At Percona we’ve been tracking the upstream releases from MongoDB Inc. closely and, like many of you, are happy that MongoDB is finally available in its General Availability 4.2.0 version.
It is time for MongoDB Community users to start using 4.2 in their testing, QA, and pre-production staging environments. As with many products, the first few minor versions of a new major version are the ones that have the quickest-landing and most important fixes. Historically this has also been true for MongoDB. In short, I wouldn’t start using 4.2.0 in production today, but by the time you’ve finished trialing 4.2 in your pre-production environments, it will already be a past version.
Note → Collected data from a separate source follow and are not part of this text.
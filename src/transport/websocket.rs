//! Websocket transports over `tokio-tungstenite`.
//!
//! Two variants share one socket type:
//!
//! - **SockJS**: connects to `{endpoint}/{server}/{session}/websocket`.
//!   The server wraps outbound data as `a["..."]`, sends `o` on open, `h`
//!   as a keep-alive and `c[code,"reason"]` before closing. Client frames
//!   are sent as a JSON array of strings.
//! - **Raw**: connects to the endpoint itself; each text message carries
//!   STOMP frames directly.

use std::collections::VecDeque;

use async_trait::async_trait;
use futures_util::{SinkExt, StreamExt};
use tokio::net::TcpStream;
use tokio_tungstenite::tungstenite::Message;
use tokio_tungstenite::{MaybeTlsStream, WebSocketStream, connect_async};
use uuid::Uuid;

use super::frame::{Frame, FrameBuffer};
use super::{Connector, Transport, TransportVariant};
use crate::error::ClientError;

type WsStream = WebSocketStream<MaybeTlsStream<TcpStream>>;

/// Opens websocket transports to a configured endpoint.
#[derive(Debug, Clone)]
pub struct WsConnector {
    endpoint: String,
}

impl WsConnector {
    /// Creates a connector for `endpoint` (`http(s)://` or `ws(s)://`).
    #[must_use]
    pub fn new(endpoint: impl Into<String>) -> Self {
        Self {
            endpoint: endpoint.into(),
        }
    }

    /// URL dialled for `variant`.
    #[must_use]
    pub fn url_for(&self, variant: TransportVariant) -> String {
        let base = websocket_base(&self.endpoint);
        match variant {
            TransportVariant::RawWebSocket => base,
            TransportVariant::SockJs => {
                let session = Uuid::new_v4();
                let server = session.as_u128() % 1000;
                format!("{base}/{server:03}/{}/websocket", session.simple())
            }
        }
    }
}

#[async_trait]
impl Connector for WsConnector {
    async fn open(&self, variant: TransportVariant) -> Result<Box<dyn Transport>, ClientError> {
        let url = self.url_for(variant);
        tracing::debug!(%url, %variant, "opening websocket");
        let (stream, _) = connect_async(url.as_str())
            .await
            .map_err(|e| ClientError::Transport(format!("{variant} connect to {url}: {e}")))?;
        Ok(Box::new(WsTransport {
            stream,
            variant,
            pending: VecDeque::new(),
            buffer: FrameBuffer::new(),
            open: true,
        }))
    }
}

fn websocket_base(endpoint: &str) -> String {
    let trimmed = endpoint.trim_end_matches('/');
    if let Some(rest) = trimmed.strip_prefix("https://") {
        format!("wss://{rest}")
    } else if let Some(rest) = trimmed.strip_prefix("http://") {
        format!("ws://{rest}")
    } else {
        trimmed.to_string()
    }
}

/// What one SockJS text message meant.
#[derive(Debug, PartialEq, Eq)]
enum SockJsMessage {
    Open,
    Heartbeat,
    Data(Vec<String>),
    Close(String),
}

fn parse_sockjs(text: &str) -> Result<SockJsMessage, ClientError> {
    let (kind, rest) = text.split_at_checked(1).unwrap_or(("", ""));
    match kind {
        "o" => Ok(SockJsMessage::Open),
        "h" => Ok(SockJsMessage::Heartbeat),
        "a" => serde_json::from_str::<Vec<String>>(rest)
            .map(SockJsMessage::Data)
            .map_err(|e| ClientError::Protocol(format!("bad sockjs data frame: {e}"))),
        "c" => Ok(SockJsMessage::Close(rest.to_string())),
        _ => Err(ClientError::Protocol(format!(
            "unexpected sockjs frame {:?}",
            text.chars().take(16).collect::<String>()
        ))),
    }
}

/// A connected websocket carrying STOMP frames.
pub struct WsTransport {
    stream: WsStream,
    variant: TransportVariant,
    pending: VecDeque<Frame>,
    buffer: FrameBuffer,
    open: bool,
}

impl std::fmt::Debug for WsTransport {
    fn fmt(&self, f: &mut std::fmt::Formatter<'_>) -> std::fmt::Result {
        f.debug_struct("WsTransport")
            .field("variant", &self.variant)
            .field("pending", &self.pending.len())
            .field("open", &self.open)
            .finish_non_exhaustive()
    }
}

impl WsTransport {
    async fn send_text(&mut self, stomp: String) -> Result<(), ClientError> {
        let text = match self.variant {
            TransportVariant::RawWebSocket => stomp,
            TransportVariant::SockJs => serde_json::to_string(&[stomp])
                .map_err(|e| ClientError::Internal(format!("sockjs encode: {e}")))?,
        };
        let result = self.stream.send(Message::text(text)).await;
        if let Err(e) = result {
            self.open = false;
            return Err(ClientError::Transport(e.to_string()));
        }
        Ok(())
    }

    /// Queues the frames in one inbound text message. Returns `false` when
    /// the message closed the session.
    fn ingest(&mut self, text: &str) -> Result<bool, ClientError> {
        match self.variant {
            TransportVariant::RawWebSocket => {
                self.pending.extend(self.buffer.push(text)?);
            }
            TransportVariant::SockJs => match parse_sockjs(text)? {
                SockJsMessage::Open | SockJsMessage::Heartbeat => {}
                SockJsMessage::Data(chunks) => {
                    for chunk in chunks {
                        self.pending.extend(self.buffer.push(&chunk)?);
                    }
                }
                SockJsMessage::Close(reason) => {
                    tracing::debug!(%reason, "sockjs session closed by server");
                    return Ok(false);
                }
            },
        }
        Ok(true)
    }
}

#[async_trait]
impl Transport for WsTransport {
    fn variant(&self) -> TransportVariant {
        self.variant
    }

    async fn send(&mut self, frame: &Frame) -> Result<(), ClientError> {
        self.send_text(frame.encode()).await
    }

    async fn send_heartbeat(&mut self) -> Result<(), ClientError> {
        self.send_text("\n".to_string()).await
    }

    async fn recv(&mut self) -> Option<Result<Frame, ClientError>> {
        loop {
            if let Some(frame) = self.pending.pop_front() {
                return Some(Ok(frame));
            }
            if !self.open {
                return None;
            }
            let text = match self.stream.next().await {
                Some(Ok(Message::Text(text))) => text.as_str().to_string(),
                Some(Ok(Message::Binary(bytes))) => match String::from_utf8(bytes.to_vec()) {
                    Ok(text) => text,
                    Err(e) => return Some(Err(ClientError::Protocol(format!("non-utf8 frame: {e}")))),
                },
                Some(Ok(Message::Close(_))) | None => {
                    self.open = false;
                    return None;
                }
                Some(Ok(_)) => continue,
                Some(Err(e)) => {
                    self.open = false;
                    return Some(Err(ClientError::Transport(e.to_string())));
                }
            };
            match self.ingest(&text) {
                Ok(true) => {}
                Ok(false) => {
                    self.open = false;
                }
                Err(e) => return Some(Err(e)),
            }
        }
    }

    fn is_connected(&self) -> bool {
        self.open
    }

    async fn close(&mut self) {
        if self.open {
            self.open = false;
            if let Err(e) = self.stream.close(None).await {
                tracing::debug!(error = %e, "websocket close");
            }
        }
    }
}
For users of Percona Server for MongoDB, which includes open-source replacements for MongoDB Enterprise add-on modules (feature comparison here) you’ll be pleased to know that we’ve already merged the 4.2.0 code, and testing has begun. We expect to release Percona Server for MongoDB 4.2 in the next few weeks.
What’s new in MongoDB 4.2?
We covered the keynotes new features of 4.2 in our recent blog post Percona’s View on MongoDB’s 4.2 Release – The Good, the Bad, and the Ugly… This looked at:
- Distributed transactions
- Server-side updates (both with the classic CRUD update op and aggregation pipeline $merge stage)
- Field-level encryption (MongoDB Enterprise only so far)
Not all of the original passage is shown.